Looking for some exciting reading material at the end of a long day in the university library, or sitting in front of spreadsheets at work? Wondering how to find some erotica which won’t be as cringeworthy as the now infamous 50 Shades of Grey? Velislav Ivanov brings you the second in a series of sneaky peeks into the wonders of European erotic literature.

Delta of Venus

Willette’s painting is one of the many examples of female human backs in erotic art. | Image: Adolphe Willette, The Four Seasons Summer, by 32X (PD)

It is rare that the story surrounding a book is as interesting as the tale it tells. Bulgakov’s surreptitious nocturnal writing of “The Master and Margarita” for instance, is as integral to the posthumously published text as the grotesque narrative it reveals – only by knowing that he burned the unfinished manuscript in fear of it being discovered do we find out that, indeed, “Manuscripts don’t burn.” On a lighter and lewder level, Anais Nin’s collection of erotic fiction “The Delta of Venus,” which she wrote in the 1940s, makes an intriguing story in itself.

The thing with great writers is that they are largely only recognised in old age, or after their death. Which in turn implies that while young and bursting with inspiration and ideas, they are often broke. Such was the case with Nin, who like her close associate Henry Miller was pressed to write erotic stories for a mysterious commissioner whom she never knew. She only communicated with a wealthy collector, who claimed to be a go-between. Chances were, however, that the commissioner was only his alter ego, as he was all but exposed on a number of occasions. The initial feedback she got from him was unequivocal: “Leave out the poetry and descriptions of anything but sex. Concentrate on sex.”

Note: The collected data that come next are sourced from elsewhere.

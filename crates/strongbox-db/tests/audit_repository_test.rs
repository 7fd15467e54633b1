//! Integration tests for the append-only audit repository.

use chrono::{Duration, TimeZone, Utc};
use strongbox_core::models::audit::{AuditOperation, AuditOutcome, CreateOperationAuditRecord};
use strongbox_core::repository::{AuditRecordFilter, AuditRecordRepository, Pagination};
use strongbox_db::repository::SurrealAuditRecordRepository;
use surrealdb::Surreal;
use surrealdb::engine::local::{Db, Mem};

async fn setup() -> SurrealAuditRecordRepository<Db> {
    let db = Surreal::new::<Mem>(()).await.unwrap();
    db.use_ns("test").use_db("test").await.unwrap();
    strongbox_db::run_migrations(&db).await.unwrap();
    SurrealAuditRecordRepository::new(db)
}

fn record(
    path: &str,
    operation: AuditOperation,
    outcome: AuditOutcome,
    offset_secs: i64,
) -> CreateOperationAuditRecord {
    let base = Utc.with_ymd_and_hms(2026, 1, 1, 0, 0, 0).unwrap();
    CreateOperationAuditRecord {
        path: path.into(),
        operation,
        failure_code: match outcome {
            AuditOutcome::Success => None,
            AuditOutcome::Failure => Some("error.credential_not_found".into()),
        },
        outcome,
        actor: Some("uaa-client:tester".into()),
        timestamp: base + Duration::seconds(offset_secs),
    }
}

#[tokio::test]
async fn append_returns_stored_record() {
    let repo = setup().await;

    let stored = repo
        .append(record(
            "/api/v1/data/foo",
            AuditOperation::CredentialAccess,
            AuditOutcome::Failure,
            0,
        ))
        .await
        .unwrap();

    assert_eq!(stored.path, "/api/v1/data/foo");
    assert_eq!(stored.operation, AuditOperation::CredentialAccess);
    assert_eq!(stored.outcome, AuditOutcome::Failure);
    assert_eq!(
        stored.failure_code.as_deref(),
        Some("error.credential_not_found")
    );
    assert_eq!(stored.actor.as_deref(), Some("uaa-client:tester"));
}

#[tokio::test]
async fn list_preserves_append_order() {
    let repo = setup().await;

    for path in ["/api/v1/ca/one", "/api/v1/ca/two", "/api/v1/ca/three"] {
        repo.append(record(path, AuditOperation::CaUpdate, AuditOutcome::Success, 0))
            .await
            .unwrap();
    }

    let page = repo
        .list(AuditRecordFilter::default(), Pagination::default())
        .await
        .unwrap();
    assert_eq!(page.total, 3);
    let paths: Vec<_> = page.items.iter().map(|r| r.path.as_str()).collect();
    assert_eq!(
        paths,
        ["/api/v1/ca/one", "/api/v1/ca/two", "/api/v1/ca/three"]
    );
}

#[tokio::test]
async fn list_filters_by_path_and_operation() {
    let repo = setup().await;

    repo.append(record(
        "/api/v1/data/foo",
        AuditOperation::CredentialUpdate,
        AuditOutcome::Success,
        0,
    ))
    .await
    .unwrap();
    repo.append(record(
        "/api/v1/data/foo",
        AuditOperation::CredentialAccess,
        AuditOutcome::Success,
        1,
    ))
    .await
    .unwrap();
    repo.append(record(
        "/api/v1/data/bar",
        AuditOperation::CredentialAccess,
        AuditOutcome::Success,
        2,
    ))
    .await
    .unwrap();

    let page = repo
        .list(
            AuditRecordFilter {
                path: Some("/api/v1/data/foo".into()),
                operation: Some(AuditOperation::CredentialAccess),
                ..Default::default()
            },
            Pagination::default(),
        )
        .await
        .unwrap();

    assert_eq!(page.total, 1);
    assert_eq!(page.items[0].path, "/api/v1/data/foo");
    assert_eq!(page.items[0].operation, AuditOperation::CredentialAccess);
}

#[tokio::test]
async fn list_filters_by_time_window() {
    let repo = setup().await;

    for offset in [0, 10, 20] {
        repo.append(record(
            "/api/v1/data/t",
            AuditOperation::CredentialAccess,
            AuditOutcome::Success,
            offset,
        ))
        .await
        .unwrap();
    }

    let base = Utc.with_ymd_and_hms(2026, 1, 1, 0, 0, 0).unwrap();
    let page = repo
        .list(
            AuditRecordFilter {
                from: Some(base + Duration::seconds(5)),
                to: Some(base + Duration::seconds(15)),
                ..Default::default()
            },
            Pagination::default(),
        )
        .await
        .unwrap();

    assert_eq!(page.total, 1);
    assert_eq!(page.items[0].timestamp, base + Duration::seconds(10));
}

#[tokio::test]
async fn list_paginates() {
    let repo = setup().await;

    for i in 0..5 {
        repo.append(record(
            &format!("/api/v1/data/p{i}"),
            AuditOperation::CredentialUpdate,
            AuditOutcome::Success,
            i,
        ))
        .await
        .unwrap();
    }

    let page = repo
        .list(
            AuditRecordFilter::default(),
            Pagination {
                offset: 2,
                limit: 2,
            },
        )
        .await
        .unwrap();

    assert_eq!(page.total, 5);
    assert_eq!(page.items.len(), 2);
    assert_eq!(page.items[0].path, "/api/v1/data/p2");
    assert_eq!(page.items[1].path, "/api/v1/data/p3");
}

A writer as sensual and expressive as Nin – who was of a French-Cuban background – could only react with disappointment to this straightforwardness. “He almost caused us to take vows of chastity,” she writes in her diaries, “because what he wanted us to exclude was our own aphrodisiac – poetry.” If she could not thus have her own arousal writing these stories, she could at least amuse herself and her literary clique. They gathered at soirees and told extravagant tales of lust and lechery, which she exaggeratedly wrote down. Hence, in the two hundred pages of the book, few “deviancies” – as shocking as they are humorous, implicitly mocking the masturbatory commissioner – are neglected. Various forms of homosexuality, a number of incestuous attractions, passion for a corpse, and a hermaphrodite make up only a part of the plethora of perversions.

Nonetheless, Nin’s stories are hardly devoid of artistic qualities. Even though she explicitly describes her work as “literary prostitution,” she somehow manages to be unambiguous in bedroom scene descriptions without ever being vulgar. She succeeds in drawing on her extensive vocabulary of adjectives and metaphors so as to avoid repugnant obscenities in her language. At her best, Nin does exceptionally well in conveying physical senses, if not emotions, in her words.

Being forbidden to occupy herself with something as irrelevant as “poetry,” the world these stories unfold – they are loosely related, as some of the characters recur – is driven exclusively by sexual desire. Problems arise whenever it is not fulfilled; monogamy and chastity are the only taboos; and only a coital climax can bring a shred of joy to its characters. Thus, the frigid Lilith is condemned to perpetual frustration, while a lecherous Basque seeks satisfaction with women with a particular mole. And in what is perhaps most finely woven story in the book, a veiled woman invites strangers to a singular tryst, only to be revealed later in a post-modern twist that there is in fact another veil behind their entwined bodies.

Sex loses its power and magic when it becomes explicit, mechanical, overdone, when it becomes a mechanic obsession. It becomes a bore.

In the end, there is something surreal about this book; something resembling a Freudian dream. Bereft of emotions or personalities beyond their sexual urges, these characters inhabit a universe that is at the same time alien and familiar; whole and incomplete. This strangeness was perceived by Nin herself and bluntly described in an angry rant to the mysterious commissioner:

“Sex loses its power and magic when it becomes explicit, mechanical, overdone, when it becomes a mechanic obsession. It becomes a bore. You have taught us more than anyone I know how wrong it is not to mix it with emotion, hunger, desire, lust, whims, caprices, personal ties, deeper relationships that change its colour, flavour, rhythms, intensities… There are so many minor senses, all running like tributaries into the mainstream of sex, nourishing it. Only the united beat of sex and heart together can create ecstasy.”